## TASK ITEM
Only part of the listing is needed, namely the lines from its start through the line with "pub mod speech;", and they should be retyped exactly.

## THE DATA
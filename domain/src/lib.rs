//! Domain layer for xylos
//!
//! This crate contains the core entities, value objects and the pure parts
//! of the streaming chat protocol. It has no dependencies on infrastructure
//! or presentation concerns.
//!
//! # Core Concepts
//!
//! ## Streamed replies
//!
//! The completion endpoint answers with `data: <json>` lines ending in
//! `data: [DONE]`. [`StreamDecoder`] turns raw chunks into [`DeltaEvent`]s
//! (tolerating split UTF-8 sequences, split lines and malformed frames) and
//! [`AccumulatedMessage`] holds the growing assistant text.
//!
//! ## Conversations
//!
//! A [`Conversation`] owns an ordered list of [`StoredMessage`]s. The live
//! view of a chat is a [`Transcript`] of [`ChatMessage`]s.

pub mod auth;
pub mod chat;
pub mod config;
pub mod conversation;
pub mod core;
pub mod media;
pub mod speech;
pub mod stream;

// Re-export commonly used types
pub use auth::entities::{AuthSession, AuthUser, Credentials, SignUpRequest};
pub use chat::{
    entities::{ChatMessage, ContentPart, ImageUrl, MessageContent, Role, Transcript},
    request::CompletionRequest,
};
pub use config::{ConfigIssue, ConfigIssueCode, OutputFormat, Severity};
pub use conversation::{
    entities::{
        Conversation, ConversationId, ConversationSummary, EMPTY_PREVIEW, StoredMessage, UserId,
        transcript_from_stored,
    },
    mode::ConversationMode,
};
pub use core::error::DomainError;
pub use media::image::{
    AvatarImage, GeneratedImage, ImageAttachment, ImageMime, ImagePrompt,
};
pub use speech::append_transcript;
pub use stream::{
    accumulator::AccumulatedMessage,
    decoder::{LineBuffer, StreamDecoder, Utf8ChunkDecoder},
    frame::{ChunkFrame, DATA_PREFIX, DONE_SENTINEL, DeltaEvent, LineKind},
    phase::StreamPhase,
};
//! Conversation entities as stored by the conversation store.

use chrono::{DateTime, Utc};
use serde::{Deserialize, Serialize};
use std::fmt;

use super::mode::ConversationMode;
use crate::chat::entities::{ChatMessage, Role, Transcript};

/// Preview shown for a conversation without any user message yet.
pub const EMPTY_PREVIEW: &str = "New conversation";

macro_rules! string_id {
    ($(#[$meta:meta])* $name:ident) => {
        $(#[$meta])*
        #[derive(Debug, Clone, PartialEq, Eq, Hash, Serialize, Deserialize)]
        #[serde(transparent)]
        pub struct $name(String);

        impl $name {
            pub fn new(id: impl Into<String>) -> Self {
                Self(id.into())
            }

            pub fn as_str(&self) -> &str {
                &self.0
            }
        }

        impl fmt::Display for $name {
            fn fmt(&self, f: &mut fmt::Formatter<'_>) -> fmt::Result {
                f.write_str(&self.0)
            }
        }

        impl From<&str> for $name {
            fn from(s: &str) -> Self {
                Self(s.to_string())
            }
        }

        impl From<String> for $name {
            fn from(s: String) -> Self {
                Self(s)
            }
        }
    };
}

string_id!(
    /// Identifier of a conversation, assigned by the store.
    ConversationId
);

string_id!(
    /// Identifier of an authenticated user, assigned by the auth service.
    UserId
);

/// A conversation row.
#[derive(Debug, Clone, PartialEq, Eq, Serialize, Deserialize)]
pub struct Conversation {
    pub id: ConversationId,
    pub user_id: UserId,
    #[serde(default)]
    pub mode: ConversationMode,
    pub created_at: DateTime<Utc>,
    pub updated_at: DateTime<Utc>,
}

/// A persisted chat message row. Content is always plain text.
#[derive(Debug, Clone, PartialEq, Eq, Serialize, Deserialize)]
pub struct StoredMessage {
    pub conversation_id: ConversationId,
    pub role: Role,
    pub content: String,
    pub created_at: DateTime<Utc>,
}

impl StoredMessage {
    pub fn to_chat_message(&self) -> ChatMessage {
        ChatMessage {
            role: self.role,
            content: self.content.clone().into(),
        }
    }
}

/// Rebuild a transcript from stored rows (already in ascending order).
pub fn transcript_from_stored(messages: &[StoredMessage]) -> Transcript {
    Transcript::from_messages(messages.iter().map(StoredMessage::to_chat_message).collect())
}

/// A conversation together with the preview shown in history lists.
#[derive(Debug, Clone, PartialEq, Eq, Serialize)]
pub struct ConversationSummary {
    #[serde(flatten)]
    pub conversation: Conversation,
    pub preview: String,
}

impl ConversationSummary {
    /// Preview is the earliest user message, or [`EMPTY_PREVIEW`].
    pub fn new(conversation: Conversation, first_user_message: Option<&StoredMessage>) -> Self {
        let preview = first_user_message
            .map(|m| m.content.clone())
            .filter(|c| !c.is_empty())
            .unwrap_or_else(|| EMPTY_PREVIEW.to_string());
        Self {
            conversation,
            preview,
        }
    }
}
//! Configuration issues detected while validating settings.

/// Severity level of a configuration issue.
#[derive(Debug, Clone, Copy, PartialEq, Eq)]
pub enum Severity {
    /// Fatal: the configuration cannot work at all.
    Error,
    /// Non-fatal: the configuration works but may not behave as expected.
    Warning,
}

/// Identifies a specific configuration issue.
#[derive(Debug, Clone, PartialEq, Eq)]
pub enum ConfigIssueCode {
    /// A required value is empty.
    EmptyValue { field: String },
    /// A value does not name any known variant.
    InvalidEnumValue {
        field: String,
        value: String,
        valid_values: Vec<String>,
    },
    /// A timeout of zero seconds would fail every request.
    ZeroTimeout { field: String },
}

/// A detected issue in the configuration.
#[derive(Debug, Clone, PartialEq, Eq)]
pub struct ConfigIssue {
    pub severity: Severity,
    pub code: ConfigIssueCode,
    pub message: String,
}

impl ConfigIssue {
    pub fn is_error(&self) -> bool {
        self.severity == Severity::Error
    }
}
//! Console output formatter for conversations and errors

use crate::config::OutputConfig;
use colored::Colorize;
use xylos_domain::core::string::one_line;
use xylos_domain::{ConversationMode, ConversationSummary, OutputFormat, Transcript, Role};

const PREVIEW_WIDTH: usize = 60;

/// Formats conversations and notices for console display
pub struct ConsoleFormatter;

impl ConsoleFormatter {
    /// Turn off colors for the whole process when configured
    pub fn apply_color(config: &OutputConfig) {
        if !config.color {
            colored::control::set_override(false);
        }
    }

    /// Format the conversation history in the requested format
    pub fn format_history(summaries: &[ConversationSummary], format: OutputFormat) -> String {
        match format {
            OutputFormat::Text => Self::history_text(summaries),
            OutputFormat::Json => Self::history_json(summaries),
        }
    }

    fn history_text(summaries: &[ConversationSummary]) -> String {
        if summaries.is_empty() {
            return format!("{}\n", "No conversations yet.".dimmed());
        }

        let mut output = String::new();
        output.push_str(&Self::section_header("Conversations"));
        for summary in summaries {
            let conversation = &summary.conversation;
            output.push_str(&format!(
                "  {}  {}  {:<8} {}\n",
                conversation.id.as_str().yellow(),
                conversation
                    .updated_at
                    .format("%Y-%m-%d %H:%M")
                    .to_string()
                    .dimmed(),
                conversation.mode.as_str(),
                one_line(&summary.preview, PREVIEW_WIDTH)
            ));
        }
        output
    }

    /// Format as JSON
    fn history_json(summaries: &[ConversationSummary]) -> String {
        serde_json::to_string_pretty(summaries).unwrap_or_else(|_| "[]".to_string())
    }

    /// Replay a loaded transcript, e.g. after opening a conversation
    pub fn format_transcript(transcript: &Transcript) -> String {
        let mut output = String::new();
        for message in transcript.messages() {
            let label = match message.role {
                Role::User => "You:".cyan().bold(),
                Role::Assistant => "Xylos:".green().bold(),
            };
            output.push_str(&format!("{} {}\n\n", label, message.text()));
        }
        output
    }

    pub fn welcome(mode: ConversationMode, offline: bool) -> String {
        let mut output = String::new();
        output.push('\n');
        output.push_str("╭─────────────────────────────────────────────╮\n");
        output.push_str("│               Xylos - Chat Mode             │\n");
        output.push_str("╰─────────────────────────────────────────────╯\n");
        output.push('\n');
        output.push_str(&format!("{} {}\n", "Mode:".cyan().bold(), mode));
        if offline {
            output.push_str(&format!(
                "{}\n",
                "Offline: conversations are kept in memory only".yellow()
            ));
        }
        output.push('\n');
        output.push_str("Type /help for commands.\n");
        output
    }

    pub fn help() -> String {
        let mut output = String::new();
        output.push('\n');
        output.push_str(&format!("{}\n", "Commands:".cyan().bold()));
        output.push_str("  /new [mode]         - Start a new conversation\n");
        output.push_str("  /history            - List your conversations\n");
        output.push_str("  /open <id>          - Continue a conversation\n");
        output.push_str("  /delete <id>        - Delete a conversation\n");
        output.push_str("  /image <path>       - Attach an image to the next message\n");
        output.push_str("  /mic                - Dictate into the input line\n");
        output.push_str("  /generate <prompt>  - Generate an image\n");
        output.push_str("  /help, /h, /?       - Show this help\n");
        output.push_str("  /quit, /exit, /q    - Exit chat\n");
        output.push('\n');
        output.push_str(&format!(
            "{}\n",
            "Press Ctrl-C while a reply streams to stop it.".dimmed()
        ));
        output
    }

    /// One-line error notice
    pub fn error(message: &str) -> String {
        format!("{} {}", "Error:".red().bold(), message)
    }

    /// One-line warning notice
    pub fn warning(message: &str) -> String {
        format!("{} {}", "Warning:".yellow().bold(), message)
    }

    /// One-line success notice
    pub fn success(message: &str) -> String {
        format!("{} {}", "v".green(), message)
    }

    fn section_header(title: &str) -> String {
        format!("\n{}\n{}\n", title.cyan().bold(), "-".repeat(40))
    }
}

## TASK OUTPUT
filename domain/src/lib.rs
//! Domain layer for xylos
//!
//! This crate contains the core entities, value objects and the pure parts
//! of the streaming chat protocol. It has no dependencies on infrastructure
//! or presentation concerns.
//!
//! # Core Concepts
//!
//! ## Streamed replies
//!
//! The completion endpoint answers with `data: <json>` lines ending in
//! `data: [DONE]`. [`StreamDecoder`] turns raw chunks into [`DeltaEvent`]s
//! (tolerating split UTF-8 sequences, split lines and malformed frames) and
//! [`AccumulatedMessage`] holds the growing assistant text.
//!
//! ## Conversations
//!
//! A [`Conversation`] owns an ordered list of [`StoredMessage`]s. The live
//! view of a chat is a [`Transcript`] of [`ChatMessage`]s.

pub mod auth;
pub mod chat;
pub mod config;
pub mod conversation;
pub mod core;
pub mod media;
pub mod speech;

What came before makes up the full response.